MATERIAL PROVIDED section start
//! In-flight artifact buffers and canonical artifact file names.

/// Extension of the emitted binary image.
pub const BINARY_EXT: &str = "wasm";
/// Extension of the symbol map.
pub const SYMBOL_EXT: &str = "map";
/// Extension of the extracted documentation.
pub const DOC_EXT: &str = "docs.md";

/// The byte buffers produced by one emission.
///
/// A bundle is created fresh per invocation and owned exclusively by
/// that invocation until finalization hands the buffers to the loader
/// or the filesystem writer. Only the binary image is mandatory.
#[derive(Debug, Default, Clone, PartialEq, Eq)]
pub struct ArtifactBundle {
    pub binary: Vec<u8>,
    pub symbols: Option<Vec<u8>>,
    pub docs: Option<Vec<u8>>,
}

impl ArtifactBundle {
    pub fn new() -> Self {
        Self::default()
    }

    /// True if a non-empty symbol stream is present.
    pub fn has_symbols(&self) -> bool {
        self.symbols.as_ref().is_some_and(|s| !s.is_empty())
    }
}

pub fn binary_file_name(unit: &str) -> String {
    format!("{unit}.{BINARY_EXT}")
}

pub fn symbol_file_name(unit: &str) -> String {
    format!("{unit}.{SYMBOL_EXT}")
}

pub fn doc_file_name(unit: &str) -> String {
    format!("{unit}.{DOC_EXT}")
}

#[cfg(test)]
mod tests {
    use super::*;

    #[test]
    fn canonical_file_names() {
        assert_eq!(binary_file_name("Foo"), "Foo.wasm");
        assert_eq!(symbol_file_name("Foo"), "Foo.map");
        assert_eq!(doc_file_name("Foo"), "Foo.docs.md");
    }

    #[test]
    fn empty_symbol_stream_counts_as_absent() {
        let mut bundle = ArtifactBundle::new();
        assert!(!bundle.has_symbols());
        bundle.symbols = Some(Vec::new());
        assert!(!bundle.has_symbols());
        bundle.symbols = Some(vec![1]);
        assert!(bundle.has_symbols());
    }
}
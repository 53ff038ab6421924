//! Wasm backend: lowers an analyzed program to a binary image.
//!
//! The backend intentionally lowers a subset of the language-level
//! operator set; anything analysis accepts but the backend cannot
//! express is reported as an emission-phase error diagnostic rather
//! than a fault. Output is deterministic: the same unit always
//! produces the same bytes.

use std::borrow::Cow;

use wasm_encoder::{
    CodeSection, CustomSection, ExportKind, ExportSection, Function, FunctionSection, Instruction,
    Module, TypeSection, ValType,
};

use crate::artifact::ArtifactBundle;
use crate::ast::{Expr, Program};
use crate::diagnostic::{Diagnostic, has_errors};
use crate::docs::write_docs;
use crate::parser::operator_arity;
use crate::symbols::write_symbols;
use crate::unit::EmbeddedResource;

/// Name of the custom section carrying the default manifest.
pub const MANIFEST_SECTION: &str = "lathe.manifest";

/// Which optional streams an emission should produce.
#[derive(Debug, Clone, Copy, PartialEq, Eq)]
pub struct EmitOptions {
    pub symbols: bool,
    pub docs: bool,
    pub manifest: bool,
}

/// Result of a raw emission: success flag plus emission diagnostics.
#[derive(Debug, Clone, PartialEq, Eq)]
pub struct EmitOutcome {
    pub success: bool,
    pub diagnostics: Vec<Diagnostic>,
}

/// Lower `program` into `dest` according to `opts`.
///
/// On failure the bundle is left empty; partial artifacts are never
/// handed onward.
pub fn emit_module(
    unit_name: &str,
    program: &Program,
    resources: &[EmbeddedResource],
    dest: &mut ArtifactBundle,
    opts: &EmitOptions,
) -> EmitOutcome {
    let mut diagnostics = Vec::new();

    let entry_index = program.index_of(Program::ENTRY_NAME);
    if entry_index.is_none() {
        diagnostics.push(Diagnostic::error(format!(
            "no '{}' function to export",
            Program::ENTRY_NAME
        )));
    }

    let mut bodies = Vec::with_capacity(program.functions.len());
    for def in &program.functions {
        let mut function = Function::new(Vec::new());
        lower_expr(program, &def.body, &mut function, &mut diagnostics);
        function.instruction(&Instruction::End);
        bodies.push(function);
    }

    if has_errors(&diagnostics) {
        return EmitOutcome {
            success: false,
            diagnostics,
        };
    }

    let mut module = Module::new();

    // Single shared type: () -> i32.
    let mut types = TypeSection::new();
    let type_index = types.len();
    types.ty().function(Vec::<ValType>::new(), [ValType::I32]);
    module.section(&types);

    let mut functions = FunctionSection::new();
    for _ in &bodies {
        functions.function(type_index);
    }
    module.section(&functions);

    let mut exports = ExportSection::new();
    if let Some(index) = entry_index {
        exports.export(Program::ENTRY_NAME, ExportKind::Func, index);
    }
    module.section(&exports);

    let mut code = CodeSection::new();
    for body in &bodies {
        code.function(body);
    }
    module.section(&code);

    for resource in resources {
        module.section(&CustomSection {
            name: Cow::Borrowed(resource.name.as_str()),
            data: Cow::Borrowed(resource.data.as_slice()),
        });
    }

    if opts.manifest {
        let manifest = manifest_contents(unit_name);
        module.section(&CustomSection {
            name: Cow::Borrowed(MANIFEST_SECTION),
            data: Cow::Owned(manifest),
        });
    }

    dest.binary = module.finish();

    if opts.symbols {
        match write_symbols(program) {
            Ok(map) => dest.symbols = Some(map),
            Err(err) => {
                diagnostics
                    .push(Diagnostic::warning(format!("failed to write symbol map: {err}")));
            }
        }
    }

    if opts.docs {
        dest.docs = Some(write_docs(unit_name, program));
    }

    EmitOutcome {
        success: true,
        diagnostics,
    }
}

/// The fixed default manifest. Always a name/producer pair; there is no
/// customization knob.
fn manifest_contents(unit_name: &str) -> Vec<u8> {
    format!(
        "unit={unit_name}\nproducer=lathe {}\n",
        env!("CARGO_PKG_VERSION")
    )
    .into_bytes()
}

fn lower_expr(
    program: &Program,
    expr: &Expr,
    function: &mut Function,
    diagnostics: &mut Vec<Diagnostic>,
) {
    match expr {
        Expr::Number { value, .. } => {
            function.instruction(&Instruction::I32Const(*value));
        }
        Expr::Call { name, args, span } => {
            if let Some(arity) = operator_arity(name) {
                if args.len() != arity {
                    diagnostics.push(
                        Diagnostic::error(format!(
                            "operator '{name}' expects {arity} argument(s) but received {}",
                            args.len()
                        ))
                        .with_code("E0202")
                        .with_span(*span),
                    );
                    return;
                }
            }
            match name.as_str() {
                "add" => lower_binary(program, args, function, diagnostics, Instruction::I32Add),
                "sub" => lower_binary(program, args, function, diagnostics, Instruction::I32Sub),
                "mul" => lower_binary(program, args, function, diagnostics, Instruction::I32Mul),
                "div" => lower_binary(program, args, function, diagnostics, Instruction::I32DivS),
                "mod" => lower_binary(program, args, function, diagnostics, Instruction::I32RemS),
                "neg" => {
                    function.instruction(&Instruction::I32Const(0));
                    lower_expr(program, &args[0], function, diagnostics);
                    function.instruction(&Instruction::I32Sub);
                }
                "and" => lower_logic(program, args, function, diagnostics, Instruction::I32And),
                "or" => lower_logic(program, args, function, diagnostics, Instruction::I32Or),
                "xor" => lower_logic(program, args, function, diagnostics, Instruction::I32Xor),
                "not" => {
                    lower_expr(program, &args[0], function, diagnostics);
                    function.instruction(&Instruction::I32Eqz);
                    function.instruction(&Instruction::I32Const(1));
                    function.instruction(&Instruction::I32And);
                }
                "lt" => lower_binary(program, args, function, diagnostics, Instruction::I32LtS),
                "le" => lower_binary(program, args, function, diagnostics, Instruction::I32LeS),
                "eq" => lower_binary(program, args, function, diagnostics, Instruction::I32Eq),
                "ne" => lower_binary(program, args, function, diagnostics, Instruction::I32Ne),
                "gt" => lower_binary(program, args, function, diagnostics, Instruction::I32GtS),
                "ge" => lower_binary(program, args, function, diagnostics, Instruction::I32GeS),
                _ => {
                    if let Some(index) = program.index_of(name) {
                        for arg in args {
                            lower_expr(program, arg, function, diagnostics);
                        }
                        function.instruction(&Instruction::Call(index));
                    } else {
                        diagnostics.push(
                            Diagnostic::error(format!(
                                "operator '{name}' is not supported by the wasm backend"
                            ))
                            .with_code("E0201")
                            .with_span(*span),
                        );
                    }
                }
            }
        }
    }
}

fn lower_binary(
    program: &Program,
    args: &[Expr],
    function: &mut Function,
    diagnostics: &mut Vec<Diagnostic>,
    op: Instruction,
) {
    lower_expr(program, &args[0], function, diagnostics);
    lower_expr(program, &args[1], function, diagnostics);
    function.instruction(&op);
}

fn lower_logic(
    program: &Program,
    args: &[Expr],
    function: &mut Function,
    diagnostics: &mut Vec<Diagnostic>,
    op: Instruction,
) {
    lower_truthy(program, &args[0], function, diagnostics);
    lower_truthy(program, &args[1], function, diagnostics);
    function.instruction(&op);
}

fn lower_truthy(
    program: &Program,
    expr: &Expr,
    function: &mut Function,
    diagnostics: &mut Vec<Diagnostic>,
) {
    lower_expr(program, expr, function, diagnostics);
    function.instruction(&Instruction::I32Const(0));
    function.instruction(&Instruction::I32Ne);
}

#[cfg(test)]
mod tests {
    use super::*;
    use crate::parser::parse;

    fn emit_source(source: &str, opts: &EmitOptions) -> (ArtifactBundle, EmitOutcome) {
        let (program, diags) = parse(source);
        assert!(diags.is_empty(), "unexpected: {diags:?}");
        let mut bundle = ArtifactBundle::new();
        let outcome = emit_module("Foo", &program, &[], &mut bundle, opts);
        (bundle, outcome)
    }

    const ALL: EmitOptions = EmitOptions {
        symbols: true,
        docs: true,
        manifest: true,
    };

    #[test]
    fn emits_a_valid_wasm_module() {
        let (bundle, outcome) = emit_source("fn main = add 1 (mul 2 3)", &ALL);
        assert!(outcome.success);
        assert!(outcome.diagnostics.is_empty());

        let mut parser = wasmparser::Parser::new(0);
        let payload = parser.parse(&bundle.binary, true).expect("payload");
        assert!(matches!(payload, wasmparser::Chunk::Parsed { .. }));
    }

    #[test]
    fn generated_module_executes_under_wasmi() {
        let (bundle, outcome) = emit_source("fn main = add 4 (sub 10 3)", &ALL);
        assert!(outcome.success);

        let engine = wasmi::Engine::default();
        let module = wasmi::Module::new(&engine, &bundle.binary).expect("module");
        let linker = wasmi::Linker::new(&engine);
        let mut store = wasmi::Store::new(&engine, ());
        let instance = linker
            .instantiate_and_start(&mut store, &module)
            .expect("instantiate");
        let main = instance
            .get_typed_func::<(), i32>(&store, "main")
            .expect("typed func");
        assert_eq!(main.call(&mut store, ()).expect("execute"), 11);
    }

    #[test]
    fn cross_function_calls_execute() {
        let (bundle, outcome) = emit_source("fn seven = 7\nfn main = add seven 4\n", &ALL);
        assert!(outcome.success);

        let engine = wasmi::Engine::default();
        let module = wasmi::Module::new(&engine, &bundle.binary).expect("module");
        let linker = wasmi::Linker::new(&engine);
        let mut store = wasmi::Store::new(&engine, ());
        let instance = linker
            .instantiate_and_start(&mut store, &module)
            .expect("instantiate");
        let main = instance
            .get_typed_func::<(), i32>(&store, "main")
            .expect("typed func");
        assert_eq!(main.call(&mut store, ()).expect("execute"), 11);
    }

    #[test]
    fn unsupported_operator_fails_emission() {
        let (bundle, outcome) = emit_source("fn main = pow 2 4", &ALL);
        assert!(!outcome.success);
        assert!(bundle.binary.is_empty());
        assert!(bundle.symbols.is_none());
        assert!(
            outcome
                .diagnostics
                .iter()
                .any(|d| d.is_error() && d.code == Some("E0201"))
        );
    }

    #[test]
    fn missing_entry_point_fails_emission() {
        let (program, _) = parse("fn helper = 1");
        let mut bundle = ArtifactBundle::new();
        let outcome = emit_module("Foo", &program, &[], &mut bundle, &ALL);
        assert!(!outcome.success);
        assert!(bundle.binary.is_empty());
    }

    #[test]
    fn embeds_resources_and_manifest_as_custom_sections() {
        let (program, _) = parse("fn main = 1");
        let resources = vec![EmbeddedResource {
            name: "assets/banner".into(),
            data: b"hello".to_vec(),
        }];
        let mut bundle = ArtifactBundle::new();
        let outcome = emit_module("Foo", &program, &resources, &mut bundle, &ALL);
        assert!(outcome.success);

        let mut names = Vec::new();
        for payload in wasmparser::Parser::new(0).parse_all(&bundle.binary) {
            if let wasmparser::Payload::CustomSection(reader) = payload.expect("payload") {
                names.push(reader.name().to_string());
                if reader.name() == "assets/banner" {
                    assert_eq!(reader.data(), b"hello");
                }
                if reader.name() == MANIFEST_SECTION {
                    let text = std::str::from_utf8(reader.data()).expect("utf8");
                    assert!(text.contains("unit=Foo"));
                    assert!(text.contains("producer=lathe"));
                }
            }
        }
        assert!(names.contains(&"assets/banner".to_string()));
        assert!(names.contains(&MANIFEST_SECTION.to_string()));
    }

    #[test]
    fn manifest_section_can_be_suppressed() {
        let opts = EmitOptions {
            symbols: false,
            docs: false,
            manifest: false,
        };
        let (bundle, outcome) = emit_source("fn main = 1", &opts);
        assert!(outcome.success);
        assert!(bundle.symbols.is_none());
        assert!(bundle.docs.is_none());

        for payload in wasmparser::Parser::new(0).parse_all(&bundle.binary) {
            if let wasmparser::Payload::CustomSection(reader) = payload.expect("payload") {
                assert_ne!(reader.name(), MANIFEST_SECTION);
            }
        }
    }

    #[test]
    fn emission_is_deterministic() {
        let (first, _) = emit_source("fn main = add 1 2", &ALL);
        let (second, _) = emit_source("fn main = add 1 2", &ALL);
        assert_eq!(first, second);
    }
}
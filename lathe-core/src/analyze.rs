//! Semantic checks over a parsed program.
//!
//! Analysis never faults and never rewrites the program; every finding
//! is reported as a diagnostic. Units built programmatically go through
//! the same checks as parsed source, so arity and resolution are
//! verified here even though the parser cannot produce some of those
//! shapes itself.

use std::collections::HashSet;

use crate::ast::{Expr, Program};
use crate::diagnostic::Diagnostic;
use crate::parser::operator_arity;

/// Run all semantic checks and return the analysis diagnostics.
pub fn analyze(program: &Program) -> Vec<Diagnostic> {
    let mut diagnostics = Vec::new();

    let mut seen = HashSet::new();
    for def in &program.functions {
        if !seen.insert(def.name.as_str()) {
            diagnostics.push(
                Diagnostic::error(format!("function '{}' is defined more than once", def.name))
                    .with_code("E0101")
                    .with_span(def.span),
            );
        }
    }

    if program.entry().is_none() {
        diagnostics.push(
            Diagnostic::error(format!(
                "program does not define a '{}' function",
                Program::ENTRY_NAME
            ))
            .with_code("E0102"),
        );
    }

    for def in &program.functions {
        check_expr(program, &def.body, &mut diagnostics);
    }

    check_reachability(program, &mut diagnostics);

    diagnostics
}

fn check_expr(program: &Program, expr: &Expr, diagnostics: &mut Vec<Diagnostic>) {
    let Expr::Call { name, args, span } = expr else {
        return;
    };

    if let Some(arity) = operator_arity(name) {
        if args.len() != arity {
            diagnostics.push(
                Diagnostic::error(format!(
                    "operator '{name}' expects {arity} argument(s) but received {}",
                    args.len()
                ))
                .with_code("E0103")
                .with_span(*span),
            );
        }
        if matches!(name.as_str(), "div" | "mod")
            && matches!(args.get(1), Some(Expr::Number { value: 0, .. }))
        {
            diagnostics.push(
                Diagnostic::error(format!("{name} by constant zero"))
                    .with_code("E0104")
                    .with_span(*span),
            );
        }
    } else if program.get(name).is_some() {
        if !args.is_empty() {
            diagnostics.push(
                Diagnostic::error(format!("function '{name}' takes no arguments"))
                    .with_code("E0105")
                    .with_span(*span),
            );
        }
    } else {
        diagnostics.push(
            Diagnostic::error(format!("unresolved reference '{name}'"))
                .with_code("E0106")
                .with_span(*span),
        );
    }

    for arg in args {
        check_expr(program, arg, diagnostics);
    }
}

/// Warn about definitions that can never be reached from the entry point.
fn check_reachability(program: &Program, diagnostics: &mut Vec<Diagnostic>) {
    if program.entry().is_none() {
        return;
    }

    let mut reachable = HashSet::new();
    let mut work = vec![Program::ENTRY_NAME.to_string()];
    while let Some(name) = work.pop() {
        if !reachable.insert(name.clone()) {
            continue;
        }
        if let Some(def) = program.get(&name) {
            collect_references(program, &def.body, &mut work);
        }
    }

    for def in &program.functions {
        if !reachable.contains(def.name.as_str()) {
            diagnostics.push(
                Diagnostic::warning(format!("function '{}' is never used", def.name))
                    .with_span(def.span),
            );
        }
    }
}

fn collect_references(program: &Program, expr: &Expr, out: &mut Vec<String>) {
    if let Expr::Call { name, args, .. } = expr {
        if operator_arity(name).is_none() && program.get(name).is_some() {
            out.push(name.clone());
        }
        for arg in args {
            collect_references(program, arg, out);
        }
    }
}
MATERIAL PROVIDED section end
WORK ITEM: Both the line containing "bundle.symbols = Some(Vec::new());" and the line containing "same unit always" belong in the answer. Print them and every line above that falls between them exactly, and no others.

YOUR RESPONSE:
        bundle.symbols = Some(Vec::new());
        assert!(!bundle.has_symbols());
        bundle.symbols = Some(vec![1]);
        assert!(bundle.has_symbols());
    }
}
repository 53ff038ab6421924
//! Wasm backend: lowers an analyzed program to a binary image.
//!
//! The backend intentionally lowers a subset of the language-level
//! operator set; anything analysis accepts but the backend cannot
//! express is reported as an emission-phase error diagnostic rather
//! than a fault. Output is deterministic: the same unit always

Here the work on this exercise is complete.